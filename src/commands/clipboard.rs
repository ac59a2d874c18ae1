//! Clipboard
//!
//! Uses the async Clipboard API in secure contexts and falls back to an
//! off-screen textarea with `execCommand("copy")` elsewhere.

use deck_core::domain::{DomainError, DomainResult};
use wasm_bindgen::{JsCast, JsValue};
use wasm_bindgen_futures::JsFuture;

use super::js_error_message;

fn clipboard_error(value: JsValue) -> DomainError {
    DomainError::Clipboard(js_error_message(&value))
}

fn has_clipboard_api(window: &web_sys::Window) -> bool {
    window.is_secure_context()
        && js_sys::Reflect::get(&window.navigator(), &JsValue::from_str("clipboard"))
            .map(|v| !v.is_undefined() && !v.is_null())
            .unwrap_or(false)
}

pub async fn copy_text(text: &str) -> DomainResult<()> {
    let window = web_sys::window().ok_or_else(|| DomainError::Clipboard("no window".to_string()))?;
    if has_clipboard_api(&window) {
        let promise = window.navigator().clipboard().write_text(text);
        JsFuture::from(promise).await.map_err(clipboard_error)?;
        return Ok(());
    }
    log::debug!("clipboard API unavailable, using textarea fallback");
    fallback_copy(&window, text)
}

fn fallback_copy(window: &web_sys::Window, text: &str) -> DomainResult<()> {
    let document = window
        .document()
        .ok_or_else(|| DomainError::Clipboard("no document".to_string()))?;
    let body = document
        .body()
        .ok_or_else(|| DomainError::Clipboard("no body".to_string()))?;

    let textarea: web_sys::HtmlTextAreaElement = document
        .create_element("textarea")
        .map_err(clipboard_error)?
        .dyn_into()
        .map_err(|_| DomainError::Clipboard("textarea cast failed".to_string()))?;
    textarea.set_value(text);
    let style = textarea.style();
    for (name, value) in [("position", "fixed"), ("left", "-999999px"), ("top", "-999999px")] {
        style.set_property(name, value).map_err(clipboard_error)?;
    }

    body.append_child(&textarea).map_err(clipboard_error)?;
    let _ = textarea.focus();
    textarea.select();

    let copied = document
        .dyn_ref::<web_sys::HtmlDocument>()
        .ok_or_else(|| DomainError::Clipboard("not an HTML document".to_string()))
        .and_then(|doc| doc.exec_command("copy").map_err(clipboard_error));

    body.remove_child(&textarea).map_err(clipboard_error)?;

    match copied? {
        true => Ok(()),
        false => Err(DomainError::Clipboard("copy command was rejected".to_string())),
    }
}
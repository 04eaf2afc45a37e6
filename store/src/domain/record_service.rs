//! Upsert and fetch entry points used by the dialogue layer.
//!
//! Store failures stop here: they are logged with their detail and reported
//! to the caller as `false` or `None`. Callers never see raw store errors.

use std::sync::Arc;

use tracing::{error, info};

use crate::domain::ports::RecordRepository;
use crate::domain::record::Record;
use crate::domain::schema::Collection;

/// Record service wrapping a [`RecordRepository`].
#[derive(Clone)]
pub struct RecordService<R> {
    repository: Arc<R>,
}

impl<R> RecordService<R> {
    /// Create a service backed by `repository`.
    pub fn new(repository: Arc<R>) -> Self {
        Self { repository }
    }
}

impl<R: RecordRepository> RecordService<R> {
    /// Insert `record` into `collection`, or update the row that already
    /// holds its `user_id`.
    ///
    /// Returns `true` once the write is committed. Rejected records and store
    /// failures are logged at error level and yield `false`.
    ///
    /// # Examples
    ///
    /// ```rust
    /// use std::sync::Arc;
    ///
    /// use taxbot_store::domain::ports::FixtureRecordRepository;
    /// use taxbot_store::{Collection, Column, Record, RecordService};
    ///
    /// let service = RecordService::new(Arc::new(FixtureRecordRepository::new()));
    /// let record = Record::for_user(42).with(Column::ZakatPaid, 2_500.0);
    ///
    /// assert!(service.upsert(Collection::Deductions, &record));
    /// assert!(!service.upsert(Collection::Deductions, &Record::for_user(42)));
    /// ```
    pub fn upsert(&self, collection: Collection, record: &Record) -> bool {
        let contents =
            serde_json::to_string(record).unwrap_or_else(|_| format!("{record:?}"));
        info!(collection = %collection, record = %contents, "upserting record");

        match self.repository.upsert(collection, record) {
            Ok(()) => true,
            Err(err) => {
                error!(
                    collection = %collection,
                    user_id = ?record.user_id(),
                    error = %err,
                    "record upsert failed"
                );
                false
            }
        }
    }

    /// Read back the row holding `user_id`.
    ///
    /// Returns `None` when no row exists or the store could not be queried;
    /// the latter is logged.
    pub fn fetch(&self, collection: Collection, user_id: i64) -> Option<Record> {
        self.repository
            .find(collection, user_id)
            .unwrap_or_else(|err| {
                error!(
                    collection = %collection,
                    user_id,
                    error = %err,
                    "record fetch failed"
                );
                None
            })
    }
}

#[cfg(test)]
#[path = "record_service_tests.rs"]
mod tests;
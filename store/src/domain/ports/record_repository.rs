//! Port abstraction for record persistence adapters and their errors.

use std::collections::HashMap;
use std::sync::{Mutex, PoisonError};

use thiserror::Error;

use crate::domain::record::{FieldValue, Record, RecordValidationError, UNIQUE_KEY};
use crate::domain::schema::Collection;

/// Persistence errors raised by record repository adapters.
#[derive(Debug, Clone, PartialEq, Eq, Error)]
pub enum RecordPersistenceError {
    /// Repository connection could not be established.
    #[error("record repository connection failed: {message}")]
    Connection {
        /// Detail reported by the driver.
        message: String,
    },
    /// Query or mutation failed during execution.
    #[error("record repository query failed: {message}")]
    Query {
        /// Detail reported by the driver.
        message: String,
    },
    /// The record was rejected before the store was contacted.
    #[error("record rejected: {0}")]
    InvalidRecord(#[from] RecordValidationError),
}

impl RecordPersistenceError {
    /// Build a [`Self::Connection`] error.
    pub fn connection(message: impl Into<String>) -> Self {
        Self::Connection {
            message: message.into(),
        }
    }

    /// Build a [`Self::Query`] error.
    pub fn query(message: impl Into<String>) -> Self {
        Self::Query {
            message: message.into(),
        }
    }
}

/// Port for writing and reading rows keyed by `user_id`.
#[cfg_attr(test, mockall::automock)]
pub trait RecordRepository: Send + Sync {
    /// Insert the record, or update every supplied non-key column of the row
    /// that already holds the same `user_id`.
    fn upsert(&self, collection: Collection, record: &Record) -> Result<(), RecordPersistenceError>;

    /// Fetch the row holding `user_id`, with every column of the collection.
    fn find(
        &self,
        collection: Collection,
        user_id: i64,
    ) -> Result<Option<Record>, RecordPersistenceError>;
}

/// In-memory implementation with the same conflict semantics as the
/// PostgreSQL adapter. Columns never written read back as `Null`.
#[derive(Debug, Default)]
pub struct FixtureRecordRepository {
    rows: Mutex<HashMap<(Collection, i64), Record>>,
}

impl FixtureRecordRepository {
    /// Create an empty repository.
    pub fn new() -> Self {
        Self::default()
    }

    fn lock(&self) -> std::sync::MutexGuard<'_, HashMap<(Collection, i64), Record>> {
        self.rows.lock().unwrap_or_else(PoisonError::into_inner)
    }
}

impl RecordRepository for FixtureRecordRepository {
    fn upsert(
        &self,
        collection: Collection,
        record: &Record,
    ) -> Result<(), RecordPersistenceError> {
        record.validate_for(collection)?;
        let user_id = record
            .user_id()
            .ok_or(RecordValidationError::NullUniqueKey { collection })?;

        let mut rows = self.lock();
        let row = rows.entry((collection, user_id)).or_insert_with(|| {
            collection
                .columns()
                .iter()
                .fold(Record::for_user(user_id), |row, column| {
                    if *column == UNIQUE_KEY {
                        row
                    } else {
                        row.with(*column, FieldValue::Null)
                    }
                })
        });
        for (column, value) in record.iter().filter(|(column, _)| *column != UNIQUE_KEY) {
            row.set(column, value.clone());
        }
        Ok(())
    }

    fn find(
        &self,
        collection: Collection,
        user_id: i64,
    ) -> Result<Option<Record>, RecordPersistenceError> {
        Ok(self.lock().get(&(collection, user_id)).cloned())
    }
}
//! Database connection settings loaded via OrthoConfig.

use std::fmt;

use ortho_config::OrthoConfig;
use serde::Deserialize;

const DEFAULT_HOST: &str = "localhost";
const DEFAULT_NAME: &str = "taxbot";
const DEFAULT_USER: &str = "postgres";
const DEFAULT_PORT: u16 = 5432;

/// Connection parameters for the bot's PostgreSQL database.
///
/// Values come from `TAXBOT_DB_*` environment variables, configuration files,
/// or command-line style arguments. Missing values fall back to local
/// development defaults; the port always carries a value so an empty
/// environment still loads.
#[derive(Clone, Deserialize, OrthoConfig)]
#[ortho_config(prefix = "TAXBOT_DB")]
pub struct DatabaseSettings {
    /// Server host name or address.
    pub host: Option<String>,
    /// Database name.
    pub name: Option<String>,
    /// Role used to log in.
    pub user: Option<String>,
    /// Password for `user`, if the server requires one.
    pub password: Option<String>,
    /// Server port.
    #[ortho_config(default = 5432)]
    pub port: u16,
}

impl Default for DatabaseSettings {
    fn default() -> Self {
        Self {
            host: None,
            name: None,
            user: None,
            password: None,
            port: DEFAULT_PORT,
        }
    }
}

impl DatabaseSettings {
    /// Return the configured host, falling back to `localhost`.
    pub fn host(&self) -> &str {
        self.host.as_deref().unwrap_or(DEFAULT_HOST)
    }

    /// Return the configured database name, falling back to `taxbot`.
    pub fn name(&self) -> &str {
        self.name.as_deref().unwrap_or(DEFAULT_NAME)
    }

    /// Return the configured login role, falling back to `postgres`.
    pub fn user(&self) -> &str {
        self.user.as_deref().unwrap_or(DEFAULT_USER)
    }

    /// Return the configured password, if any.
    pub fn password(&self) -> Option<&str> {
        self.password.as_deref()
    }

    /// Return the configured port.
    pub const fn port(&self) -> u16 {
        self.port
    }
}

impl fmt::Debug for DatabaseSettings {
    fn fmt(&self, f: &mut fmt::Formatter<'_>) -> fmt::Result {
        f.debug_struct("DatabaseSettings")
            .field("host", &self.host)
            .field("name", &self.name)
            .field("user", &self.user)
            .field("password", &self.password.as_ref().map(|_| "<redacted>"))
            .field("port", &self.port)
            .finish()
    }
}

#[cfg(test)]
mod tests {
    //! Unit tests for database settings parsing.

    use super::*;
    use std::ffi::OsString;

    use env_lock::lock_env;
    use rstest::rstest;

    fn load_from_empty_args() -> DatabaseSettings {
        DatabaseSettings::load_from_iter([OsString::from("taxbot")])
            .expect("config should load")
    }

    #[rstest]
    fn default_values_are_used_when_missing() {
        let _guard = lock_env([
            ("TAXBOT_DB_HOST", None::<String>),
            ("TAXBOT_DB_NAME", None::<String>),
            ("TAXBOT_DB_USER", None::<String>),
            ("TAXBOT_DB_PASSWORD", None::<String>),
            ("TAXBOT_DB_PORT", None::<String>),
        ]);

        let settings = load_from_empty_args();
        assert_eq!(settings.host(), DEFAULT_HOST);
        assert_eq!(settings.name(), DEFAULT_NAME);
        assert_eq!(settings.user(), DEFAULT_USER);
        assert_eq!(settings.password(), None);
        assert_eq!(settings.port(), DEFAULT_PORT);
    }

    #[rstest]
    fn environment_overrides_are_respected() {
        let _guard = lock_env([
            ("TAXBOT_DB_HOST", Some("db.internal".to_owned())),
            ("TAXBOT_DB_NAME", Some("filings".to_owned())),
            ("TAXBOT_DB_USER", Some("bot".to_owned())),
            ("TAXBOT_DB_PASSWORD", Some("hunter2".to_owned())),
            ("TAXBOT_DB_PORT", Some("6543".to_owned())),
        ]);

        let settings = load_from_empty_args();
        assert_eq!(settings.host(), "db.internal");
        assert_eq!(settings.name(), "filings");
        assert_eq!(settings.user(), "bot");
        assert_eq!(settings.password(), Some("hunter2"));
        assert_eq!(settings.port(), 6543);
    }

    #[rstest]
    fn debug_output_redacts_password() {
        let settings = DatabaseSettings {
            password: Some("hunter2".to_owned()),
            ..DatabaseSettings::default()
        };
        let rendered = format!("{settings:?}");
        assert!(!rendered.contains("hunter2"));
        assert!(rendered.contains("<redacted>"));
    }

    #[rstest]
    fn empty_environment_loads_with_default_port() {
        let _guard = lock_env([
            ("TAXBOT_DB_HOST", None::<String>),
            ("TAXBOT_DB_NAME", None::<String>),
            ("TAXBOT_DB_USER", None::<String>),
            ("TAXBOT_DB_PASSWORD", None::<String>),
            ("TAXBOT_DB_PORT", None::<String>),
        ]);

        let settings = DatabaseSettings::load_from_iter([OsString::from("taxbot")])
            .expect("an empty environment still loads");
        assert_eq!(settings.port, DEFAULT_PORT);
        assert!(settings.host.is_none());
    }

    #[rstest]
    fn default_matches_the_loaded_defaults() {
        let settings = DatabaseSettings::default();
        assert_eq!(settings.port(), DEFAULT_PORT);
        assert_eq!(settings.host(), DEFAULT_HOST);
    }
}
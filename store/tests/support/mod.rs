//! Helpers for integration tests that need a running PostgreSQL server.
//!
//! Tests read the server location from `TAXBOT_TEST_DATABASE_URL`. When the
//! variable is unset the test prints a `SKIP-TEST-DATABASE` marker and
//! returns early so local runs without a server stay green.

use std::sync::Mutex;

use postgres::{Client, NoTls};

/// Serialises table creation; concurrent `CREATE TABLE IF NOT EXISTS` can
/// race on the catalog.
static SCHEMA_LOCK: Mutex<()> = Mutex::new(());

/// Environment variable naming the test database.
pub const DATABASE_URL_VAR: &str = "TAXBOT_TEST_DATABASE_URL";

/// Return the test database URL, or `None` after printing a skip marker.
pub fn database_url_or_skip() -> Option<String> {
    match std::env::var(DATABASE_URL_VAR) {
        Ok(url) if !url.trim().is_empty() => Some(url),
        _ => {
            eprintln!("SKIP-TEST-DATABASE: set {DATABASE_URL_VAR} to run");
            None
        }
    }
}

/// Create the bot tables when they do not exist yet.
pub fn create_tables(client: &mut Client) -> Result<(), postgres::Error> {
    client.batch_execute(concat!(
        "CREATE TABLE IF NOT EXISTS users (",
        "  user_id BIGINT PRIMARY KEY,",
        "  full_name TEXT,",
        "  cnic TEXT,",
        "  phone TEXT,",
        "  email TEXT,",
        "  filer_status TEXT",
        ");",
        "CREATE TABLE IF NOT EXISTS income_details (",
        "  user_id BIGINT PRIMARY KEY,",
        "  salary_income DOUBLE PRECISION,",
        "  business_income DOUBLE PRECISION,",
        "  rental_income DOUBLE PRECISION,",
        "  capital_gains DOUBLE PRECISION,",
        "  foreign_income DOUBLE PRECISION,",
        "  other_income DOUBLE PRECISION",
        ");",
        "CREATE TABLE IF NOT EXISTS deductions (",
        "  user_id BIGINT PRIMARY KEY,",
        "  zakat_paid DOUBLE PRECISION,",
        "  charitable_donations DOUBLE PRECISION,",
        "  pension_contributions DOUBLE PRECISION,",
        "  health_insurance DOUBLE PRECISION,",
        "  education_expenses DOUBLE PRECISION",
        ");",
        "CREATE TABLE IF NOT EXISTS tax_payments (",
        "  user_id BIGINT PRIMARY KEY,",
        "  tax_year TEXT,",
        "  withholding_tax DOUBLE PRECISION,",
        "  advance_tax_paid DOUBLE PRECISION",
        ");",
    ))
}

/// Connect, create tables, and remove any rows left for `user_id`.
pub fn prepare(database_url: &str, user_id: i64) -> Result<(), postgres::Error> {
    let mut client = Client::connect(database_url, NoTls)?;
    {
        let _schema_guard = SCHEMA_LOCK.lock().unwrap_or_else(|err| err.into_inner());
        create_tables(&mut client)?;
    }
    for table in ["users", "income_details", "deductions", "tax_payments"] {
        client.execute(
            format!("DELETE FROM {table} WHERE user_id = $1").as_str(),
            &[&user_id],
        )?;
    }
    Ok(())
}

★ ★ ★ ★ ★ ★ ★

_Task_
Pick each line holding "localhost" out of the entries above and return it.

_Expected answer_
const DEFAULT_HOST: &str = "localhost";
    /// Return the configured host, falling back to `localhost`.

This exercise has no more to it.